Dietary
deficiency of selenium is a global health hazard. Supplementation
of organic selenopeptides via food crops is a relatively safe approach.
Selenopeptides with heterogeneous selenium-encoded isotopes or a poorly
fragmented peptide backbone remain unidentified in site-specific selenoproteomic
analysis. Herein, we developed the Se-Pair Search, a UniProtKB-FASTA-independent peptide-matching
strategy, exploiting the fragmentation patterns of shared peptide
backbones in selenopeptides to optimize spectral interpretation, along
with developing new selenosite assignment schemes (steps 1–3)
to standardize selenium-localization data reporting for the selenoproteome
community and thereby facilitating the discovery of unexpected selenopeptides.

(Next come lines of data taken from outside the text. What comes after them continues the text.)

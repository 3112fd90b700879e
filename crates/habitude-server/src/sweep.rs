use std::sync::Arc;
use std::time::Duration;

use chrono::Utc;
use habitude_db::Database;
use tracing::{info, warn};

const INACTIVITY_DAYS: i64 = 30;

/// Background task that deactivates accounts with no login in the last
/// 30 days. Deactivated users fail login until an operator intervenes.
pub async fn run_sweep_loop(db: Arc<Database>, interval_secs: u64) {
    let mut interval = tokio::time::interval(Duration::from_secs(interval_secs));

    loop {
        interval.tick().await;

        let cutoff = (Utc::now() - chrono::Duration::days(INACTIVITY_DAYS))
            .format("%Y-%m-%d %H:%M:%S")
            .to_string();

        match db.deactivate_inactive_users(&cutoff) {
            Ok(count) => {
                if count > 0 {
                    info!("Sweep: deactivated {} inactive accounts", count);
                }
            }
            Err(e) => {
                warn!("Sweep error: {}", e);
            }
        }
    }
}
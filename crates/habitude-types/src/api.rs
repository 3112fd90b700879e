use chrono::NaiveTime;
use serde::{Deserialize, Serialize};
use uuid::Uuid;

// -- JWT Claims --

/// Access and refresh tokens share one claims shape; `kind` tells them
/// apart so a refresh token can never pass the access middleware.
#[derive(Debug, Clone, Serialize, Deserialize)]
pub struct Claims {
    pub sub: Uuid,
    pub email: String,
    pub kind: TokenKind,
    pub exp: usize,
}

#[derive(Debug, Clone, Copy, PartialEq, Eq, Serialize, Deserialize)]
#[serde(rename_all = "lowercase")]
pub enum TokenKind {
    Access,
    Refresh,
}

// -- Auth --

#[derive(Debug, Deserialize)]
#[serde(deny_unknown_fields)]
pub struct RegisterRequest {
    pub email: String,
    pub password: String,
    pub telegram_chat_id: Option<String>,
    pub city: Option<String>,
    pub phone: Option<String>,
}

#[derive(Debug, Serialize)]
pub struct RegisterResponse {
    pub user_id: Uuid,
    pub email: String,
}

#[derive(Debug, Deserialize)]
#[serde(deny_unknown_fields)]
pub struct LoginRequest {
    pub email: String,
    pub password: String,
}

#[derive(Debug, Serialize, Deserialize)]
pub struct LoginResponse {
    pub user_id: Uuid,
    pub access_token: String,
    pub refresh_token: String,
}

#[derive(Debug, Deserialize)]
#[serde(deny_unknown_fields)]
pub struct RefreshRequest {
    pub refresh_token: String,
}

#[derive(Debug, Serialize, Deserialize)]
pub struct RefreshResponse {
    pub access_token: String,
}

// -- Users --

#[derive(Debug, Serialize, Deserialize)]
pub struct UserResponse {
    pub id: Uuid,
    pub email: String,
    pub telegram_chat_id: Option<String>,
    pub city: Option<String>,
    pub phone: Option<String>,
    pub created_at: chrono::DateTime<chrono::Utc>,
}

/// Absent fields are left unchanged.
#[derive(Debug, Default, Deserialize)]
#[serde(deny_unknown_fields)]
pub struct UpdateUserRequest {
    pub email: Option<String>,
    pub password: Option<String>,
    pub telegram_chat_id: Option<String>,
    pub city: Option<String>,
    pub phone: Option<String>,
}

// -- Habits --

#[derive(Debug, Deserialize)]
#[serde(deny_unknown_fields)]
pub struct CreateHabitRequest {
    pub place: String,
    pub time: NaiveTime,
    pub action: String,
    #[serde(default)]
    pub is_pleasant: bool,
    pub linked_habit: Option<Uuid>,
    pub periodicity: u32,
    pub reward: Option<String>,
    pub execution_time: u32,
    #[serde(default)]
    pub is_public: bool,
}

/// Partial update: absent fields keep their stored value. For the two
/// nullable fields, a JSON `null` clears the value while absence keeps
/// it, hence the double `Option`.
#[derive(Debug, Default, Deserialize)]
#[serde(deny_unknown_fields)]
pub struct UpdateHabitRequest {
    pub place: Option<String>,
    pub time: Option<NaiveTime>,
    pub action: Option<String>,
    pub is_pleasant: Option<bool>,
    #[serde(default, with = "double_option")]
    pub linked_habit: Option<Option<Uuid>>,
    pub periodicity: Option<u32>,
    #[serde(default, with = "double_option")]
    pub reward: Option<Option<String>>,
    pub execution_time: Option<u32>,
    pub is_public: Option<bool>,
}

mod double_option {
    use serde::{Deserialize, Deserializer};

    pub fn deserialize<'de, T, D>(de: D) -> Result<Option<Option<T>>, D::Error>
    where
        T: Deserialize<'de>,
        D: Deserializer<'de>,
    {
        Option::<T>::deserialize(de).map(Some)
    }
}

#[derive(Debug, Serialize, Deserialize)]
pub struct HabitResponse {
    pub id: Uuid,
    pub user_id: Uuid,
    pub place: String,
    pub time: NaiveTime,
    pub action: String,
    pub is_pleasant: bool,
    pub linked_habit: Option<Uuid>,
    pub periodicity: u32,
    pub reward: Option<String>,
    pub execution_time: u32,
    pub is_public: bool,
    pub created_at: chrono::DateTime<chrono::Utc>,
}

// -- Pagination --

#[derive(Debug, Deserialize)]
pub struct PageQuery {
    pub page: Option<u32>,
}

#[derive(Debug, Serialize, Deserialize)]
pub struct Paginated<T> {
    pub count: u64,
    pub page: u32,
    pub page_size: u32,
    pub items: Vec<T>,
}
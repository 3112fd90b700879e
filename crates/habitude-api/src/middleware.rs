use axum::{
    extract::{Request, State},
    http::{StatusCode, header},
    middleware::Next,
    response::Response,
};
use jsonwebtoken::{DecodingKey, Validation, decode};

use habitude_types::api::{Claims, TokenKind};

use crate::AppState;

/// Decode a bearer token and accept it only if it is a live access
/// token — refresh tokens never pass this gate.
pub fn decode_access_token(secret: &str, token: &str) -> Option<Claims> {
    let data = decode::<Claims>(
        token,
        &DecodingKey::from_secret(secret.as_bytes()),
        &Validation::default(),
    )
    .ok()?;

    (data.claims.kind == TokenKind::Access).then_some(data.claims)
}

/// Extract and validate the JWT from the Authorization header, then
/// stash the claims as a request extension for the handlers.
pub async fn require_auth(
    State(state): State<AppState>,
    mut req: Request,
    next: Next,
) -> Result<Response, StatusCode> {
    let auth_header = req
        .headers()
        .get(header::AUTHORIZATION)
        .and_then(|v| v.to_str().ok())
        .ok_or(StatusCode::UNAUTHORIZED)?;

    let token = auth_header
        .strip_prefix("Bearer ")
        .ok_or(StatusCode::UNAUTHORIZED)?;

    let claims =
        decode_access_token(&state.jwt_secret, token).ok_or(StatusCode::UNAUTHORIZED)?;

    req.extensions_mut().insert(claims);
    Ok(next.run(req).await)
}
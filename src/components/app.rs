use crate::catalog::bundled_catalog;
use crate::components::audio_manager::{create_audio_handle, AudioHandle};
use crate::components::{AudioController, Player, SearchBar, SongList};
use crate::playback::Transport;
use crate::settings::PlayerSettings;
use dioxus::logger::tracing::info;
use dioxus::prelude::*;

pub type PlayerTransport = Transport<AudioHandle>;

/// Context handle for the one transport of the page.
#[derive(Clone, Copy)]
pub struct TransportSignal(pub Signal<PlayerTransport>);

#[component]
pub fn AppShell() -> Element {
    let transport = use_signal(|| {
        let settings = PlayerSettings::bundled();
        let tracks = bundled_catalog().to_vec();
        info!("starting player with {} tracks", tracks.len());
        Transport::new(create_audio_handle(), tracks, settings)
    });

    use_context_provider(|| TransportSignal(transport));

    // Clicks that reach the shell landed outside the search input and the list.
    let on_outside_click = {
        let mut transport = transport;
        move |_| {
            if transport.peek().search().is_active() || transport.peek().playlist().is_filtered() {
                transport.write().dismiss_search();
            }
        }
    };

    rsx! {
        div {
            class: "app-shell min-h-screen flex items-center justify-center p-4",
            onclick: on_outside_click,
            AudioController {}
            div { class: "player-card w-full max-w-md rounded-2xl overflow-hidden shadow-2xl",
                Player {}
                div { class: "playlist-panel p-3 flex flex-col gap-2",
                    SearchBar {}
                    SongList {}
                }
            }
        }
    }
}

Using selenium-biofortified rice under cooking, fermentation, and
high-temperature and high-pressure processing conditions as a pyrolysis-thermolysis
dietary model, we probed the single-molecule-level kinetic evolution
of the novel selenopeptide “KKSe(M)R” with qual-quantitative
information on graph-theory-oriented localization calculations, abundance
patterns, activation energy, and rate constants at a selenoproteome-wide
scale. We ground-truth-annotated thirteen pyrolysis-thermolysis products
and inferred four pyrolysis-thermolysis pathways to characterize the
formation reactivity of the main intermediate variables of KKSe(M)R
and constructed an advanced probe-type ultrasound technique prior
to pyrolysis-thermolysis conditions for minimizing loss of KKSe(M)R
during processing. Importantly, we reveal the unappreciated pyro-excitation
diversion of KKSe(M)R at pyrolysis-thermolysis time and temperature
matrices. These findings provide pioneering theoretical guidance for
controlling dietary selenium supplementation within the safety thresholds.